** Supplied records follows **

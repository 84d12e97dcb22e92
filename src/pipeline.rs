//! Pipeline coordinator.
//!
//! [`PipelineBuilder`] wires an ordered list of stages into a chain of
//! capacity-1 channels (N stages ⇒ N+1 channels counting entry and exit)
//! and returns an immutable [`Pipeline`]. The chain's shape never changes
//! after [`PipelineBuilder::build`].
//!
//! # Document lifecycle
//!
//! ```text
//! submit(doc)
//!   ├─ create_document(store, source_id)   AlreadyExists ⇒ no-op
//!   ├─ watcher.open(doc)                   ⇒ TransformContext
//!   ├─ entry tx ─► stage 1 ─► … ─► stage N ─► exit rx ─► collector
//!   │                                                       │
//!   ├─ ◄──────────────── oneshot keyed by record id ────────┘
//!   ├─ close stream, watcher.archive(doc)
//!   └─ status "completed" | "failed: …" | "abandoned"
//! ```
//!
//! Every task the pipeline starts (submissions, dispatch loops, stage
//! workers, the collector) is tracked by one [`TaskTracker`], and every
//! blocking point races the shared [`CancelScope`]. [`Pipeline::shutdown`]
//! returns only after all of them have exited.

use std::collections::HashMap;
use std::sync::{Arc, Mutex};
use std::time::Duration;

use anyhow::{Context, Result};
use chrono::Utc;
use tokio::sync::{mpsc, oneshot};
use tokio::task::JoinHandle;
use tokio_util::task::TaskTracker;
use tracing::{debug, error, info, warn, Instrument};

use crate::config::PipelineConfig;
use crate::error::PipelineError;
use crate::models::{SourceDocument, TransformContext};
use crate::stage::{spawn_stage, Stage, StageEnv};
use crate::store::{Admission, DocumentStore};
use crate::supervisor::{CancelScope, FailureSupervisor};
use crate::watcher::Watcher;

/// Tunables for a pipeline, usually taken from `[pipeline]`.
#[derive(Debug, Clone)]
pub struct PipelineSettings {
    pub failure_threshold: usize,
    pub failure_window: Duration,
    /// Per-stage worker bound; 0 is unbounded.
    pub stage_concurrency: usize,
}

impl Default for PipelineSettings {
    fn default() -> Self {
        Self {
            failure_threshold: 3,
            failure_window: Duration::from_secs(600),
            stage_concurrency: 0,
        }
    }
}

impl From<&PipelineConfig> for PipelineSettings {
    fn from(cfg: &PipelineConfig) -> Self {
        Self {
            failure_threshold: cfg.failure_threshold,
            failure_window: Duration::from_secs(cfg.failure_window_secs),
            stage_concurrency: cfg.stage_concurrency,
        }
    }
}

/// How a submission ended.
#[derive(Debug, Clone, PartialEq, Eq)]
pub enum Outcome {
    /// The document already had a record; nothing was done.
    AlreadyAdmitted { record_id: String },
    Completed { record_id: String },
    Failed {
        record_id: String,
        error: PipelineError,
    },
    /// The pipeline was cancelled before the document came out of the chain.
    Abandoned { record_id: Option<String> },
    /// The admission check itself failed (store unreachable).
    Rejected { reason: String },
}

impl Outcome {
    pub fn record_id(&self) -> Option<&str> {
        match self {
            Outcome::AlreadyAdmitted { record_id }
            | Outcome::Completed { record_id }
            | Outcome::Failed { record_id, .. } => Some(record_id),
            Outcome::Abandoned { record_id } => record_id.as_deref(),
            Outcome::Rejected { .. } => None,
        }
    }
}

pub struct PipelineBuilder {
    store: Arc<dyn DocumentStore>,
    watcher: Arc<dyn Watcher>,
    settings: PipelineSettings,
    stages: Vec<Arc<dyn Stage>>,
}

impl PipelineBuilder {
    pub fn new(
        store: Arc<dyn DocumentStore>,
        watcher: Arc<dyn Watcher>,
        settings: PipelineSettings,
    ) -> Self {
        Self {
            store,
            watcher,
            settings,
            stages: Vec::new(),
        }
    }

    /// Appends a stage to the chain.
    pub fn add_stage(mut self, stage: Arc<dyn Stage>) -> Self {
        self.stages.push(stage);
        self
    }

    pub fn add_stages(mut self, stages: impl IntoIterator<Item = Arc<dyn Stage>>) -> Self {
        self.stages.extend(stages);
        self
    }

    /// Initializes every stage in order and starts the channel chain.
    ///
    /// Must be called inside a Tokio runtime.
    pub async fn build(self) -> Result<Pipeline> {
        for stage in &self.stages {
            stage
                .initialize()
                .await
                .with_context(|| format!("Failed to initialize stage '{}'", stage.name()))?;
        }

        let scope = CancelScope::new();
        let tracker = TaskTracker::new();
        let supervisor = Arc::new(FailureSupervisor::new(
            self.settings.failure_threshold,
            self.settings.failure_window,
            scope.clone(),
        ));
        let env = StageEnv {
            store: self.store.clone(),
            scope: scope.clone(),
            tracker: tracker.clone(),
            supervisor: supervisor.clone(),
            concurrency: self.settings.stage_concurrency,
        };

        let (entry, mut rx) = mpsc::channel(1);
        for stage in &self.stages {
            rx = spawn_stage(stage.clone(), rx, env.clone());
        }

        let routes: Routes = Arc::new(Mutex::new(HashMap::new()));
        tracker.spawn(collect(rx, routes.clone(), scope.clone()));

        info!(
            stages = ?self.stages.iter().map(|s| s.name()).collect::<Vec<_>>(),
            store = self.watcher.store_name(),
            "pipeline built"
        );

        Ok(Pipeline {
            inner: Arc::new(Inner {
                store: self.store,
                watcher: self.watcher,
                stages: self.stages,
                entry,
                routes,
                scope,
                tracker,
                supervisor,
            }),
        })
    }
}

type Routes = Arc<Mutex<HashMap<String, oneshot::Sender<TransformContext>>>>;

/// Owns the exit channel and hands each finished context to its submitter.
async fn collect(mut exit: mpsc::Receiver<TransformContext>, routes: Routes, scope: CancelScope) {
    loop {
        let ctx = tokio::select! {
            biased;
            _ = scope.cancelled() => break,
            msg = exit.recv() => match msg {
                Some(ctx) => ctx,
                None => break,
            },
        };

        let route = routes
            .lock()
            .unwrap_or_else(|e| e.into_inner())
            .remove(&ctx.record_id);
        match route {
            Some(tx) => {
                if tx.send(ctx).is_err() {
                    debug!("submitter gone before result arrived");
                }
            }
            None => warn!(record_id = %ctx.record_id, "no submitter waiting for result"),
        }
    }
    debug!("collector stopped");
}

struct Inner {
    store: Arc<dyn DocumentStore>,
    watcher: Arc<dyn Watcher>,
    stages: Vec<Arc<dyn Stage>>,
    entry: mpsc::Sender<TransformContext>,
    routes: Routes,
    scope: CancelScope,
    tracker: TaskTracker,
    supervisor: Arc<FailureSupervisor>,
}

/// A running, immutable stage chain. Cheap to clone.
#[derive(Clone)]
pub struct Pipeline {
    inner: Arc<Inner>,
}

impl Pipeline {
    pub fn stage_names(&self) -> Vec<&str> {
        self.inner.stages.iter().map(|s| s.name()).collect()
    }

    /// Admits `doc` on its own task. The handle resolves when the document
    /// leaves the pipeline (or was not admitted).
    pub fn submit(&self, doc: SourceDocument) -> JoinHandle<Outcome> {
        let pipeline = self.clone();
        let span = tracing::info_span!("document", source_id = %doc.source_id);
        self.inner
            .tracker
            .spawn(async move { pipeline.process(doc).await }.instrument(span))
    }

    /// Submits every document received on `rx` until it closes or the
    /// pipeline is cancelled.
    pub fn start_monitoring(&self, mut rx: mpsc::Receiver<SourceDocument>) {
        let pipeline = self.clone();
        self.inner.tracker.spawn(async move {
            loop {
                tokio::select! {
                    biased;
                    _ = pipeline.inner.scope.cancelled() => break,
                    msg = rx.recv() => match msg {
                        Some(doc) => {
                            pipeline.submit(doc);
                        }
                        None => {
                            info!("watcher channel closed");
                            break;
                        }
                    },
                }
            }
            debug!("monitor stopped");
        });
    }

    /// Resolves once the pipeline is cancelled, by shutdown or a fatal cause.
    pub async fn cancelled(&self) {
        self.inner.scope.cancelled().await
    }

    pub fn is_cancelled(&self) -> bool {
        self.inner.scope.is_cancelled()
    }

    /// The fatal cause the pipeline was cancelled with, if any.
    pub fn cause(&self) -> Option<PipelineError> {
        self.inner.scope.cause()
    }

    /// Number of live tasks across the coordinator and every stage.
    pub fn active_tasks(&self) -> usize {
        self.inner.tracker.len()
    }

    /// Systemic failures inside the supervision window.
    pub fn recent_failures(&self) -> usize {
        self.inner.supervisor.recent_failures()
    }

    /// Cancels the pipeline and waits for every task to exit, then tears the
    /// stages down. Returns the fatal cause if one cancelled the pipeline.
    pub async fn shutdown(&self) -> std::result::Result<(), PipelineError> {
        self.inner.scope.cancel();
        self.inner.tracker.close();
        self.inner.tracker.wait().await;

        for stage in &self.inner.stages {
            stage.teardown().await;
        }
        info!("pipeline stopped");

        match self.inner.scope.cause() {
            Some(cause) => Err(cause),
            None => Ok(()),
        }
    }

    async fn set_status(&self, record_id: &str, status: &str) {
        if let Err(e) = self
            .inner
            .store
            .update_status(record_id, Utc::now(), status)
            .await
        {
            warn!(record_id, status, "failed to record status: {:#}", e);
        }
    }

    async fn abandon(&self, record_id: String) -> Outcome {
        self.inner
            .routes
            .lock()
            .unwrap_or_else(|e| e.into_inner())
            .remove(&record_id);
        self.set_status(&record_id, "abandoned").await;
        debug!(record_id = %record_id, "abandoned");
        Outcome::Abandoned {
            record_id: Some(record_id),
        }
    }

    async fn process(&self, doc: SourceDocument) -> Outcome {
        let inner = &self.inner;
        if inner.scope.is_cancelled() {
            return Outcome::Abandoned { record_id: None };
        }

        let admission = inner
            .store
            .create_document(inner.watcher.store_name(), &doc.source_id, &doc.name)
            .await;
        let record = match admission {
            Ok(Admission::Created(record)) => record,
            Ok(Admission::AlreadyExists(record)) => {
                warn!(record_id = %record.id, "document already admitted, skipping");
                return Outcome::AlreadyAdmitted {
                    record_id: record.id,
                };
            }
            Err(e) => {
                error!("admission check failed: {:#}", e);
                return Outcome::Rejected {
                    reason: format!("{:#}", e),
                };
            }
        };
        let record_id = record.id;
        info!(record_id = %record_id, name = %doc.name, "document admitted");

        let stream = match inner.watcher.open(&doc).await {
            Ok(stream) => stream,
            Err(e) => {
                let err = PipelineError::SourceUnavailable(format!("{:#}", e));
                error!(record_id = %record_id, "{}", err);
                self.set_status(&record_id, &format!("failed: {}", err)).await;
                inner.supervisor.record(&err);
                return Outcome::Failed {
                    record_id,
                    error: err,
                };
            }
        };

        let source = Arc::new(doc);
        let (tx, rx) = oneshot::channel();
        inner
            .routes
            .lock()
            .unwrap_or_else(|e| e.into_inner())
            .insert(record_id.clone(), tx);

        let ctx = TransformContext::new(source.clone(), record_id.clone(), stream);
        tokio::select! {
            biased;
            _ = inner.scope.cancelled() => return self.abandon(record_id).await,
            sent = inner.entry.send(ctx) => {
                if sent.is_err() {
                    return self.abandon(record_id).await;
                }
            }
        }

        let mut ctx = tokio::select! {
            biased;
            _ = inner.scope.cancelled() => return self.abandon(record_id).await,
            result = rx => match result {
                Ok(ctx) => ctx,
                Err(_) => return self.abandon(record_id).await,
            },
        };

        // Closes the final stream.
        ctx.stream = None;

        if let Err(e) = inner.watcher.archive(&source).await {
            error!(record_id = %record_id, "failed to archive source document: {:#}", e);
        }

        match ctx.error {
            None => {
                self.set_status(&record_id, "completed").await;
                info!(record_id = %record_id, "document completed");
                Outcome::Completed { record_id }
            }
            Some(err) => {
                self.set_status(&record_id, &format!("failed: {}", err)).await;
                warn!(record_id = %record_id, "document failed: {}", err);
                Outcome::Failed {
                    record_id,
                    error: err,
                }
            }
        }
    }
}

** End of Supplied records **
** Supplied records follows **

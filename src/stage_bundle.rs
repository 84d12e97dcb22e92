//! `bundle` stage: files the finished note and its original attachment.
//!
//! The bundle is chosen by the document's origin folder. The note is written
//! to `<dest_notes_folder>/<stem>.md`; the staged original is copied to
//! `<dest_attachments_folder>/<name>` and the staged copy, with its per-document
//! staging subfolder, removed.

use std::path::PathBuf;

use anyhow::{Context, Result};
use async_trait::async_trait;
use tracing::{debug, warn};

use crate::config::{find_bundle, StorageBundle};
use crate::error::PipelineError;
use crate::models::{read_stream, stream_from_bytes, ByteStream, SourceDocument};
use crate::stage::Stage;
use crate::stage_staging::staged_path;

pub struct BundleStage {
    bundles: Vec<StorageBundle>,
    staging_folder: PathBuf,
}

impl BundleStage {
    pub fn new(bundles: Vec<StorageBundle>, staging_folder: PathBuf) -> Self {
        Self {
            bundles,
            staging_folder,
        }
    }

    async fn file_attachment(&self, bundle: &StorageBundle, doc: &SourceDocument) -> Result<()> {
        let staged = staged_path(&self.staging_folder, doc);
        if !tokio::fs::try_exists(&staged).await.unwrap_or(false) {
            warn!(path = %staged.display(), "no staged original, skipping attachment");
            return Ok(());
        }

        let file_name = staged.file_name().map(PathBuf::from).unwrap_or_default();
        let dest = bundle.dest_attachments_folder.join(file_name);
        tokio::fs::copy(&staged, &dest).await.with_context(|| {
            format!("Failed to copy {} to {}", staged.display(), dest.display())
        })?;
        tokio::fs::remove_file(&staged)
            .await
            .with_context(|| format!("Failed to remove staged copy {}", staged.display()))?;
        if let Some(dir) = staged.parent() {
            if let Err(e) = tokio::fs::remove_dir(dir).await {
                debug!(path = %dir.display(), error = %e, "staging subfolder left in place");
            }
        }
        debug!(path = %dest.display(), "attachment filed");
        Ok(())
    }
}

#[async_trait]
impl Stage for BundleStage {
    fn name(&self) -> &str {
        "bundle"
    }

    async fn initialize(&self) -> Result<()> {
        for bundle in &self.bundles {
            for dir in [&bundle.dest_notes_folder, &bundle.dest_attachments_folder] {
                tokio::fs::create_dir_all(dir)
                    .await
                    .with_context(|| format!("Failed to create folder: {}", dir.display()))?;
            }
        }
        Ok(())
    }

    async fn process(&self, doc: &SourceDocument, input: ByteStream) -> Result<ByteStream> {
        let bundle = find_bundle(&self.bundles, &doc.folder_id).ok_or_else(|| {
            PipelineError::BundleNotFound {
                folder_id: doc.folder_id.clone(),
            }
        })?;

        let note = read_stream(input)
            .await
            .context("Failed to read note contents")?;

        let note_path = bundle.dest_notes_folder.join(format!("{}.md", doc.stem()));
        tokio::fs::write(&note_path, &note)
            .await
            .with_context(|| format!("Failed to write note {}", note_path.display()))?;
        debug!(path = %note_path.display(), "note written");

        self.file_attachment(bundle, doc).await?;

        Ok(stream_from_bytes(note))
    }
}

** End of Supplied records **

Each line of the entries above that includes "TaskTracker" counts once; state how many such lines there are, with the number as the only answer.

4